Егор обожает все, что плавает. К своему удовольствию, он обнаружил, что плавают не только лодки и поплавки, но также и посуда. Это самое непонятное: как посуда может плавать? Ведь железо! А всякое железо непременно тонет: топоры, тележные обручи, ножи. Даже деревянная бричка и та тонет - она всякими железяками окована. А вот миски и прочая посуда плавают. За миски нагоняй был, мать опять выговаривала.

...Начищенная песком и водорослями посуда обычно сушилась на берегу узека. А Егор как раз тут помогал братке Володе чинить снасти - нитку на челнок наматывал. Только на минуту братка Володя отлучился, как Егор мигом очутился на косе возле посуды. Сначала закачалась на воде большая зеленая миска, затем - кастрюля. Уж готова была отправиться в плавание большая алюминиевая чашка. Братке Володе пришлось вплавь догонять посуду, так как на пристани не было лодки.

И теперь Егора не оставляют одного и на минутку. Везде с собой берут. Но ему от этого не хуже. Он любит путешествовать: в телеге ли, на лодке. Или даже по степи ходить с браткой Володей.

Одну за другой Егор спускает на воду лодчонки, и они куда-то уплывают. Он уже построил и отправил целую флотилию. И вся эта флотилия исчезла без следа. Сгинула. Провожая глазами лодчонки, глядя на тростники, вибрирующие и тонко поющие, Егор, может, и не ясно, но смутно ощутил бесконечность текучей воды и беспредельность окружающего мира. Разумеется, все это он не мог понять до конца, тем более как-то высказать. Но он отчетливо представил, что они с отцом одни среди этого пространства без конца и без края, заполненного текучими водами и шелестящими камышами. И почувствовал, возможно, то, что взрослые называют тоской. Ведь он еще так мал и слаб духом...

Егор уже готов был захныкать, но вовремя вспомнил, что обещал на рыбалке вести себя достойно. Да и разве можно плакать, когда рядом отец вот он, ходит по ловецкой просеке совершенно спокойно, проверяет, хорошо ли держат снасти тычки.

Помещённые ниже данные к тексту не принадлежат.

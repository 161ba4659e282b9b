//! Topic constants and decoders for the rollup-manager events of interest.

use cdk_basic_types::{BatchNumber, ForkId, H256};
use cdk_types::{
    hasher::keccak256,
    l1_events::{BatchVerification, RollupAdminEvent, SequencedBatch},
};
use ethabi::ParamType;
use once_cell::sync::Lazy;

use crate::client::L1Log;

macro_rules! topic {
    ($name:ident, $signature:expr) => {
        pub static $name: Lazy<H256> = Lazy::new(|| keccak256($signature.as_bytes()));
    };
}

topic!(SEQUENCE_BATCHES_PRE_ETROG, "SequenceBatches(uint64)");
topic!(SEQUENCE_BATCHES_ETROG, "SequenceBatches(uint64,bytes32)");
topic!(VERIFY_BATCHES_PRE_ETROG, "VerifyBatches(uint64,bytes32,address)");
topic!(
    VERIFY_BATCHES_ETROG,
    "VerifyBatchesTrustedAggregator(uint32,uint64,bytes32,bytes32,address)"
);
topic!(
    VERIFY_BATCHES_VALIDIUM_ETROG,
    "VerifyBatchesTrustedAggregatorValidium(uint32,uint64,bytes32,bytes32,address)"
);
topic!(UPDATE_L1_INFO_TREE, "UpdateL1InfoTree(bytes32,bytes32)");
topic!(
    INITIAL_SEQUENCE_BATCHES,
    "InitialSequenceBatches(bytes,address)"
);
topic!(
    ADD_NEW_ROLLUP_TYPE,
    "AddNewRollupType(uint32,uint64,bytes32)"
);
topic!(
    CREATE_NEW_ROLLUP,
    "CreateNewRollup(uint32,uint32,uint64,uint64)"
);
topic!(UPDATE_ROLLUP, "UpdateRollup(uint32,uint32,uint64,uint64)");

#[derive(Debug, thiserror::Error)]
pub enum EventDecodeError {
    #[error("missing topic {0}")]
    MissingTopic(usize),
    #[error("bad ABI payload: {0}")]
    Abi(#[from] ethabi::Error),
    #[error("field {0} has an unexpected shape")]
    Shape(&'static str),
}

fn indexed_u64(log: &L1Log, index: usize) -> Result<u64, EventDecodeError> {
    let topic = log
        .topics
        .get(index)
        .ok_or(EventDecodeError::MissingTopic(index))?;
    Ok(cdk_basic_types::U256::from_big_endian(topic.as_bytes()).low_u64())
}

pub fn decode_sequence_batches_pre_etrog(log: &L1Log) -> Result<SequencedBatch, EventDecodeError> {
    Ok(SequencedBatch {
        batch_number: BatchNumber(indexed_u64(log, 1)?),
        l1_block_number: log.block_number,
        l1_tx_hash: log.tx_hash,
        state_root: None,
        l1_info_root: None,
        timestamp_limit: None,
    })
}

pub fn decode_sequence_batches_etrog(log: &L1Log) -> Result<SequencedBatch, EventDecodeError> {
    let tokens = ethabi::decode(&[ParamType::FixedBytes(32)], &log.data)?;
    let l1_info_root = tokens[0]
        .clone()
        .into_fixed_bytes()
        .ok_or(EventDecodeError::Shape("l1InfoRoot"))?;
    Ok(SequencedBatch {
        batch_number: BatchNumber(indexed_u64(log, 1)?),
        l1_block_number: log.block_number,
        l1_tx_hash: log.tx_hash,
        state_root: None,
        l1_info_root: Some(H256::from_slice(&l1_info_root)),
        timestamp_limit: None,
    })
}

pub fn decode_verify_batches_pre_etrog(
    log: &L1Log,
) -> Result<BatchVerification, EventDecodeError> {
    let tokens = ethabi::decode(&[ParamType::FixedBytes(32), ParamType::Address], &log.data)?;
    let state_root = tokens[0]
        .clone()
        .into_fixed_bytes()
        .ok_or(EventDecodeError::Shape("stateRoot"))?;
    Ok(BatchVerification {
        batch_number: BatchNumber(indexed_u64(log, 1)?),
        state_root: H256::from_slice(&state_root),
    })
}

/// Etrog and Validium-Etrog verifications; topic 1 carries the rollup id.
pub fn decode_verify_batches_etrog(
    log: &L1Log,
) -> Result<(u64, BatchVerification), EventDecodeError> {
    let rollup_id = indexed_u64(log, 1)?;
    let tokens = ethabi::decode(
        &[
            ParamType::Uint(64),
            ParamType::FixedBytes(32),
            ParamType::FixedBytes(32),
            ParamType::Address,
        ],
        &log.data,
    )?;
    let batch_number = tokens[0]
        .clone()
        .into_uint()
        .ok_or(EventDecodeError::Shape("numBatch"))?
        .low_u64();
    let state_root = tokens[1]
        .clone()
        .into_fixed_bytes()
        .ok_or(EventDecodeError::Shape("stateRoot"))?;
    Ok((
        rollup_id,
        BatchVerification {
            batch_number: BatchNumber(batch_number),
            state_root: H256::from_slice(&state_root),
        },
    ))
}

/// `UpdateL1InfoTree` carries both exit roots as indexed topics.
pub fn decode_update_l1_info_tree(log: &L1Log) -> Result<(H256, H256), EventDecodeError> {
    let mainnet = *log.topics.get(1).ok_or(EventDecodeError::MissingTopic(1))?;
    let rollup = *log.topics.get(2).ok_or(EventDecodeError::MissingTopic(2))?;
    Ok((mainnet, rollup))
}

/// `InitialSequenceBatches`: the seed transaction bytes and the trusted
/// sequencer address.
pub fn decode_initial_sequence_batches(
    log: &L1Log,
) -> Result<(Vec<u8>, cdk_basic_types::Address), EventDecodeError> {
    let tokens = ethabi::decode(&[ParamType::Bytes, ParamType::Address], &log.data)?;
    let transactions = tokens[0]
        .clone()
        .into_bytes()
        .ok_or(EventDecodeError::Shape("transactions"))?;
    let sequencer = tokens[1]
        .clone()
        .into_address()
        .ok_or(EventDecodeError::Shape("sequencer"))?;
    Ok((transactions, cdk_basic_types::Address::from(sequencer.0)))
}

pub fn decode_add_new_rollup_type(log: &L1Log) -> Result<RollupAdminEvent, EventDecodeError> {
    let tokens = ethabi::decode(&[ParamType::Uint(64), ParamType::FixedBytes(32)], &log.data)?;
    let fork_id = tokens[0]
        .clone()
        .into_uint()
        .ok_or(EventDecodeError::Shape("forkID"))?
        .low_u64();
    let genesis = tokens[1]
        .clone()
        .into_fixed_bytes()
        .ok_or(EventDecodeError::Shape("genesis"))?;
    Ok(RollupAdminEvent::AddNewRollupType {
        rollup_type_id: indexed_u64(log, 1)?,
        fork_id: ForkId(fork_id as u16),
        genesis_root: H256::from_slice(&genesis),
    })
}

pub fn decode_create_new_rollup(log: &L1Log) -> Result<RollupAdminEvent, EventDecodeError> {
    let tokens = ethabi::decode(
        &[ParamType::Uint(32), ParamType::Uint(64), ParamType::Uint(64)],
        &log.data,
    )?;
    let rollup_type_id = tokens[0]
        .clone()
        .into_uint()
        .ok_or(EventDecodeError::Shape("rollupTypeID"))?
        .low_u64();
    let fork_id = tokens[1]
        .clone()
        .into_uint()
        .ok_or(EventDecodeError::Shape("forkID"))?
        .low_u64();
    let chain_id = tokens[2]
        .clone()
        .into_uint()
        .ok_or(EventDecodeError::Shape("chainID"))?
        .low_u64();
    Ok(RollupAdminEvent::CreateNewRollup {
        rollup_id: indexed_u64(log, 1)?,
        rollup_type_id,
        fork_id: ForkId(fork_id as u16),
        chain_id,
    })
}

pub fn decode_update_rollup(log: &L1Log) -> Result<RollupAdminEvent, EventDecodeError> {
    let tokens = ethabi::decode(
        &[ParamType::Uint(32), ParamType::Uint(64), ParamType::Uint(64)],
        &log.data,
    )?;
    let new_rollup_type_id = tokens[0]
        .clone()
        .into_uint()
        .ok_or(EventDecodeError::Shape("newRollupTypeID"))?
        .low_u64();
    let new_fork_id = tokens[1]
        .clone()
        .into_uint()
        .ok_or(EventDecodeError::Shape("newForkID"))?
        .low_u64();
    let from_batch = tokens[2]
        .clone()
        .into_uint()
        .ok_or(EventDecodeError::Shape("fromBatch"))?
        .low_u64();
    Ok(RollupAdminEvent::UpdateRollup {
        rollup_id: indexed_u64(log, 1)?,
        new_rollup_type_id,
        new_fork_id: ForkId(new_fork_id as u16),
        from_batch: BatchNumber(from_batch),
    })
}

/// Helpers to fabricate logs in tests.
pub mod testonly {
    use cdk_basic_types::{Address, L1BlockNumber, U256};
    use ethabi::Token;

    use super::*;

    pub fn log_with(topics: Vec<H256>, data: Vec<u8>, block: u64) -> L1Log {
        L1Log {
            address: Address::repeat_byte(0x77),
            topics,
            data,
            block_number: L1BlockNumber(block),
            tx_hash: keccak256(&block.to_be_bytes()),
        }
    }

    pub fn u64_topic(value: u64) -> H256 {
        let mut bytes = [0u8; 32];
        U256::from(value).to_big_endian(&mut bytes);
        H256(bytes)
    }

    pub fn sequence_batches_etrog(batch: u64, l1_info_root: H256, block: u64) -> L1Log {
        log_with(
            vec![*SEQUENCE_BATCHES_ETROG, u64_topic(batch)],
            ethabi::encode(&[Token::FixedBytes(l1_info_root.as_bytes().to_vec())]),
            block,
        )
    }

    pub fn verify_batches_etrog(
        rollup_id: u64,
        batch: u64,
        state_root: H256,
        block: u64,
    ) -> L1Log {
        log_with(
            vec![*VERIFY_BATCHES_ETROG, u64_topic(rollup_id)],
            ethabi::encode(&[
                Token::Uint(batch.into()),
                Token::FixedBytes(state_root.as_bytes().to_vec()),
                Token::FixedBytes(vec![0u8; 32]),
                Token::Address(ethabi::Address::zero()),
            ]),
            block,
        )
    }

    pub fn update_l1_info_tree(mainnet: H256, rollup: H256, block: u64) -> L1Log {
        log_with(vec![*UPDATE_L1_INFO_TREE, mainnet, rollup], Vec::new(), block)
    }

    pub fn initial_sequence_batches(transaction: Vec<u8>, sequencer: Address, block: u64) -> L1Log {
        log_with(
            vec![*INITIAL_SEQUENCE_BATCHES],
            ethabi::encode(&[
                Token::Bytes(transaction),
                Token::Address(ethabi::Address::from(sequencer.0)),
            ]),
            block,
        )
    }

    pub fn update_rollup(rollup_id: u64, new_fork_id: u16, from_batch: u64, block: u64) -> L1Log {
        log_with(
            vec![*UPDATE_ROLLUP, u64_topic(rollup_id)],
            ethabi::encode(&[
                Token::Uint(1u64.into()),
                Token::Uint((new_fork_id as u64).into()),
                Token::Uint(from_batch.into()),
            ]),
            block,
        )
    }
}

#[cfg(test)]
mod tests {
    use cdk_basic_types::Address;

    use super::{testonly::*, *};

    #[test]
    fn etrog_verification_round_trips() {
        let log = verify_batches_etrog(3, 42, H256::repeat_byte(9), 100);
        let (rollup_id, verification) = decode_verify_batches_etrog(&log).unwrap();
        assert_eq!(rollup_id, 3);
        assert_eq!(verification.batch_number, BatchNumber(42));
        assert_eq!(verification.state_root, H256::repeat_byte(9));
    }

    #[test]
    fn injected_batch_round_trips() {
        let sequencer = Address::repeat_byte(0x12);
        let log = initial_sequence_batches(vec![1, 2, 3], sequencer, 5);
        let (transaction, decoded) = decode_initial_sequence_batches(&log).unwrap();
        assert_eq!(transaction, vec![1, 2, 3]);
        assert_eq!(decoded, sequencer);
    }

    #[test]
    fn topics_are_distinct() {
        let topics = [
            *SEQUENCE_BATCHES_PRE_ETROG,
            *SEQUENCE_BATCHES_ETROG,
            *VERIFY_BATCHES_PRE_ETROG,
            *VERIFY_BATCHES_ETROG,
            *UPDATE_L1_INFO_TREE,
            *INITIAL_SEQUENCE_BATCHES,
        ];
        for (i, a) in topics.iter().enumerate() {
            for b in &topics[i + 1..] {
                assert_ne!(a, b);
            }
        }
    }
}
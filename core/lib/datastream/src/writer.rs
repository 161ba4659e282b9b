//! The single writer of the stream file.
//!
//! Entries are buffered inside an atomic op and durably appended at commit;
//! the header (and with it the committed length) is rewritten last, so a
//! crash mid-append is healed on reopen by truncating to the last committed
//! header. Bookmark offsets live in an in-memory side index rebuilt on open,
//! making bookmark resolution O(1).

use std::{
    collections::HashMap,
    fs::{File, OpenOptions},
    io::{Seek, SeekFrom, Write},
    path::{Path, PathBuf},
};

use crate::{
    entries::Entry,
    reader::{read_entry_at, read_header},
    types::{
        BookmarkKind, EntryType, StreamError, FRAME_OVERHEAD, HEADER_SIZE, PACKET_DATA,
        PACKET_HEADER, STREAM_TYPE_SEQUENCER,
    },
};

#[derive(Debug)]
pub struct StreamWriter {
    file: File,
    path: PathBuf,
    total_length: u64,
    total_entries: u64,
    /// Offsets of every committed entry, in order.
    entry_offsets: Vec<u64>,
    bookmarks: HashMap<(BookmarkKind, u64), u64>,
    highest_block: Option<u64>,
    highest_batch: Option<u64>,
    highest_closed_batch: Option<u64>,
    pending: Option<Vec<Entry>>,
}

impl StreamWriter {
    /// Opens (or creates) the stream file, healing a torn tail and
    /// rebuilding the side indexes.
    pub fn open(path: &Path) -> Result<Self, StreamError> {
        let mut file = OpenOptions::new()
            .read(true)
            .write(true)
            .create(true)
            .truncate(false)
            .open(path)?;

        let file_len = file.metadata()?.len();
        let mut writer = Self {
            file,
            path: path.to_path_buf(),
            total_length: HEADER_SIZE,
            total_entries: 0,
            entry_offsets: Vec::new(),
            bookmarks: HashMap::new(),
            highest_block: None,
            highest_batch: None,
            highest_closed_batch: None,
            pending: None,
        };

        if file_len == 0 {
            writer.write_header()?;
            return Ok(writer);
        }

        let header = read_header(&mut writer.file)?;
        if header.stream_type != STREAM_TYPE_SEQUENCER {
            return Err(StreamError::Header(format!(
                "unexpected stream type {}",
                header.stream_type
            )));
        }
        writer.total_length = header.total_length;
        writer.total_entries = header.total_entries;

        // Entries past the committed length are a torn append; drop them.
        if file_len > header.total_length {
            tracing::warn!(
                committed = header.total_length,
                file_len,
                "stream file is longer than its committed length, truncating"
            );
            writer.file.set_len(header.total_length)?;
        } else if file_len < header.total_length {
            return Err(StreamError::Header(format!(
                "committed length {} exceeds the file length {file_len}",
                header.total_length
            )));
        }

        writer.rebuild_indexes()?;
        Ok(writer)
    }

    fn rebuild_indexes(&mut self) -> Result<(), StreamError> {
        self.entry_offsets.clear();
        self.bookmarks.clear();
        self.highest_block = None;
        self.highest_batch = None;
        self.highest_closed_batch = None;

        let mut offset = HEADER_SIZE;
        while offset < self.total_length {
            let (entry, next) = read_entry_at(&mut self.file, offset)?;
            self.entry_offsets.push(offset);
            self.index_entry(&entry, offset);
            offset = next;
        }
        Ok(())
    }

    fn index_entry(&mut self, entry: &Entry, offset: u64) {
        match entry {
            Entry::Bookmark { kind, value } => {
                self.bookmarks.insert((*kind, *value), offset);
            }
            Entry::BatchStart(batch) => self.highest_batch = Some(batch.batch_number),
            Entry::L2BlockStart(block) => self.highest_block = Some(block.block_number),
            Entry::BatchEnd(batch) => self.highest_closed_batch = Some(batch.batch_number),
            Entry::L2Tx(_) | Entry::L2BlockEnd(_) | Entry::GerUpdate(_) => {}
        }
    }

    pub fn start_atomic_op(&mut self) -> Result<(), StreamError> {
        if self.pending.is_some() {
            return Err(StreamError::AtomicOpInProgress);
        }
        self.pending = Some(Vec::new());
        Ok(())
    }

    pub fn add_entry(&mut self, entry: Entry) -> Result<(), StreamError> {
        self.pending
            .as_mut()
            .ok_or(StreamError::NoAtomicOp)?
            .push(entry);
        Ok(())
    }

    pub fn add_bookmark(&mut self, kind: BookmarkKind, value: u64) -> Result<(), StreamError> {
        self.add_entry(Entry::Bookmark { kind, value })
    }

    /// Discards the buffered entries.
    pub fn rollback(&mut self) -> Result<(), StreamError> {
        if self.pending.take().is_none() {
            return Err(StreamError::NoAtomicOp);
        }
        Ok(())
    }

    /// Durably appends the buffered entries and republishes the header.
    pub fn commit(&mut self) -> Result<(), StreamError> {
        let pending = self.pending.take().ok_or(StreamError::NoAtomicOp)?;

        self.file.seek(SeekFrom::Start(self.total_length))?;
        let mut staged: Vec<(Entry, u64)> = Vec::with_capacity(pending.len());
        let mut buffer = Vec::new();
        let mut offset = self.total_length;
        for entry in pending {
            let payload = entry.encode_payload();
            let frame_length = FRAME_OVERHEAD + payload.len() as u64;
            buffer.push(PACKET_DATA);
            buffer.extend_from_slice(&(frame_length as u32).to_be_bytes());
            buffer.extend_from_slice(&(entry.entry_type() as u32).to_be_bytes());
            buffer.extend_from_slice(&self.total_entries.to_be_bytes());
            buffer.extend_from_slice(&payload);

            staged.push((entry, offset));
            offset += frame_length;
            self.total_entries += 1;
        }
        self.file.write_all(&buffer)?;
        self.file.sync_data()?;

        self.total_length = offset;
        for (entry, offset) in staged {
            self.entry_offsets.push(offset);
            self.index_entry(&entry, offset);
        }
        self.write_header()?;
        Ok(())
    }

    fn write_header(&mut self) -> Result<(), StreamError> {
        let mut header = Vec::with_capacity(HEADER_SIZE as usize);
        header.push(PACKET_HEADER);
        header.extend_from_slice(&(HEADER_SIZE as u32).to_be_bytes());
        header.extend_from_slice(&STREAM_TYPE_SEQUENCER.to_be_bytes());
        header.extend_from_slice(&self.total_length.to_be_bytes());
        header.extend_from_slice(&self.total_entries.to_be_bytes());
        self.file.seek(SeekFrom::Start(0))?;
        self.file.write_all(&header)?;
        self.file.sync_data()?;
        Ok(())
    }

    pub fn path(&self) -> &Path {
        &self.path
    }

    pub fn total_entries(&self) -> u64 {
        self.total_entries
    }

    /// Next offset an appended entry would land at.
    pub fn current_offset(&self) -> u64 {
        self.total_length
    }

    pub fn highest_block(&self) -> Option<u64> {
        self.highest_block
    }

    pub fn highest_batch(&self) -> Option<u64> {
        self.highest_batch
    }

    pub fn highest_closed_batch(&self) -> Option<u64> {
        self.highest_closed_batch
    }

    /// O(1) bookmark resolution through the side index.
    pub fn bookmark_offset(&self, kind: BookmarkKind, value: u64) -> Option<u64> {
        self.bookmarks.get(&(kind, value)).copied()
    }

    /// Removes every entry at or beyond `offset`. The only destructive
    /// operation on the stream.
    pub fn truncate_to(&mut self, offset: u64) -> Result<(), StreamError> {
        if self.pending.is_some() {
            return Err(StreamError::AtomicOpInProgress);
        }
        if offset >= self.total_length {
            return Ok(());
        }
        let keep = self.entry_offsets.partition_point(|entry| *entry < offset);
        if self.entry_offsets.get(keep) != Some(&offset) && offset != HEADER_SIZE {
            return Err(StreamError::Malformed {
                offset,
                reason: "truncation target is not an entry boundary".to_string(),
            });
        }

        self.file.set_len(offset)?;
        self.total_length = offset;
        self.total_entries = keep as u64;
        self.entry_offsets.truncate(keep);
        self.bookmarks.retain(|_, bookmark| *bookmark < offset);
        self.recompute_caches()?;
        self.write_header()?;
        Ok(())
    }

    /// Truncates at the bookmark of block `block_number`, removing it and
    /// everything after it.
    pub fn unwind_to_block(&mut self, block_number: u64) -> Result<(), StreamError> {
        let offset = self
            .bookmark_offset(BookmarkKind::L2Block, block_number)
            .ok_or(StreamError::UnknownBookmark {
                kind: BookmarkKind::L2Block,
                value: block_number,
            })?;
        self.truncate_to(offset)
    }

    /// Truncates at the bookmark of batch `batch_number`, removing it and
    /// everything after it.
    pub fn unwind_to_batch_start(&mut self, batch_number: u64) -> Result<(), StreamError> {
        let offset = self
            .bookmark_offset(BookmarkKind::Batch, batch_number)
            .ok_or(StreamError::UnknownBookmark {
                kind: BookmarkKind::Batch,
                value: batch_number,
            })?;
        self.truncate_to(offset)
    }

    /// Scans backward from the tail until the first entry of each cached
    /// type is seen again.
    fn recompute_caches(&mut self) -> Result<(), StreamError> {
        self.highest_block = None;
        self.highest_batch = None;
        self.highest_closed_batch = None;

        for offset in self.entry_offsets.clone().into_iter().rev() {
            if self.highest_block.is_some()
                && self.highest_batch.is_some()
                && self.highest_closed_batch.is_some()
            {
                break;
            }
            let (entry, _) = read_entry_at(&mut self.file, offset)?;
            match entry {
                Entry::L2BlockStart(block) if self.highest_block.is_none() => {
                    self.highest_block = Some(block.block_number);
                }
                Entry::BatchStart(batch) if self.highest_batch.is_none() => {
                    self.highest_batch = Some(batch.batch_number);
                }
                Entry::BatchEnd(batch) if self.highest_closed_batch.is_none() => {
                    self.highest_closed_batch = Some(batch.batch_number);
                }
                _ => {}
            }
        }
        Ok(())
    }
}
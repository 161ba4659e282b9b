use std::fmt;

use cdk_basic_types::L2BlockNumber;
use cdk_dal::Connection;

/// The fixed stage vocabulary, in forward order. Follower-only stages are
/// simply absent from a sequencer's stage list.
#[derive(Debug, Clone, Copy, PartialEq, Eq)]
pub enum StageId {
    L1Watch,
    L1InfoTree,
    L1SequencerSync,
    BatchesDownload,
    Execution,
    Hashing,
    History,
    Datastream,
    Finish,
}

impl StageId {
    /// Key the stage's progress is persisted under.
    pub fn as_str(self) -> &'static str {
        match self {
            StageId::L1Watch => "l1_watch",
            StageId::L1InfoTree => "l1_info_tree",
            StageId::L1SequencerSync => "l1_sequencer_sync",
            StageId::BatchesDownload => "batches_download",
            StageId::Execution => "execution",
            StageId::Hashing => "hashing",
            StageId::History => "history",
            StageId::Datastream => "datastream",
            StageId::Finish => "finish",
        }
    }
}

impl fmt::Display for StageId {
    fn fmt(&self, f: &mut fmt::Formatter<'_>) -> fmt::Result {
        f.write_str(self.as_str())
    }
}

#[async_trait::async_trait]
pub trait Stage: 'static + fmt::Debug + Send + Sync {
    fn id(&self) -> StageId;

    /// Advances the stage from its persisted progress; returns the new
    /// progress block.
    async fn forward(
        &mut self,
        storage: &mut Connection,
        from: L2BlockNumber,
    ) -> anyhow::Result<L2BlockNumber>;

    /// Rolls the stage back so nothing above `to` remains.
    async fn unwind(&mut self, storage: &mut Connection, to: L2BlockNumber)
        -> anyhow::Result<()>;

    /// Drops data below `keep_from`. Optional.
    async fn prune(
        &mut self,
        _storage: &mut Connection,
        _keep_from: L2BlockNumber,
    ) -> anyhow::Result<()> {
        Ok(())
    }
}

Егор пожаловался отцу, что лодочки куда-то уплыли.

- А ты, сынок, не делай, раз они уплывают, - услышал он в ответ.

На становище вернулись поздно. В небе появились первые стаи звезд, а в жестких степных травах пиликали уже не кузнечики, а сменившие их сверчки.

- Егор, наверное, хныкал, канючил, - услышал голос матери мальчик, когда его укладывали спать в масахане - марлевом пологе.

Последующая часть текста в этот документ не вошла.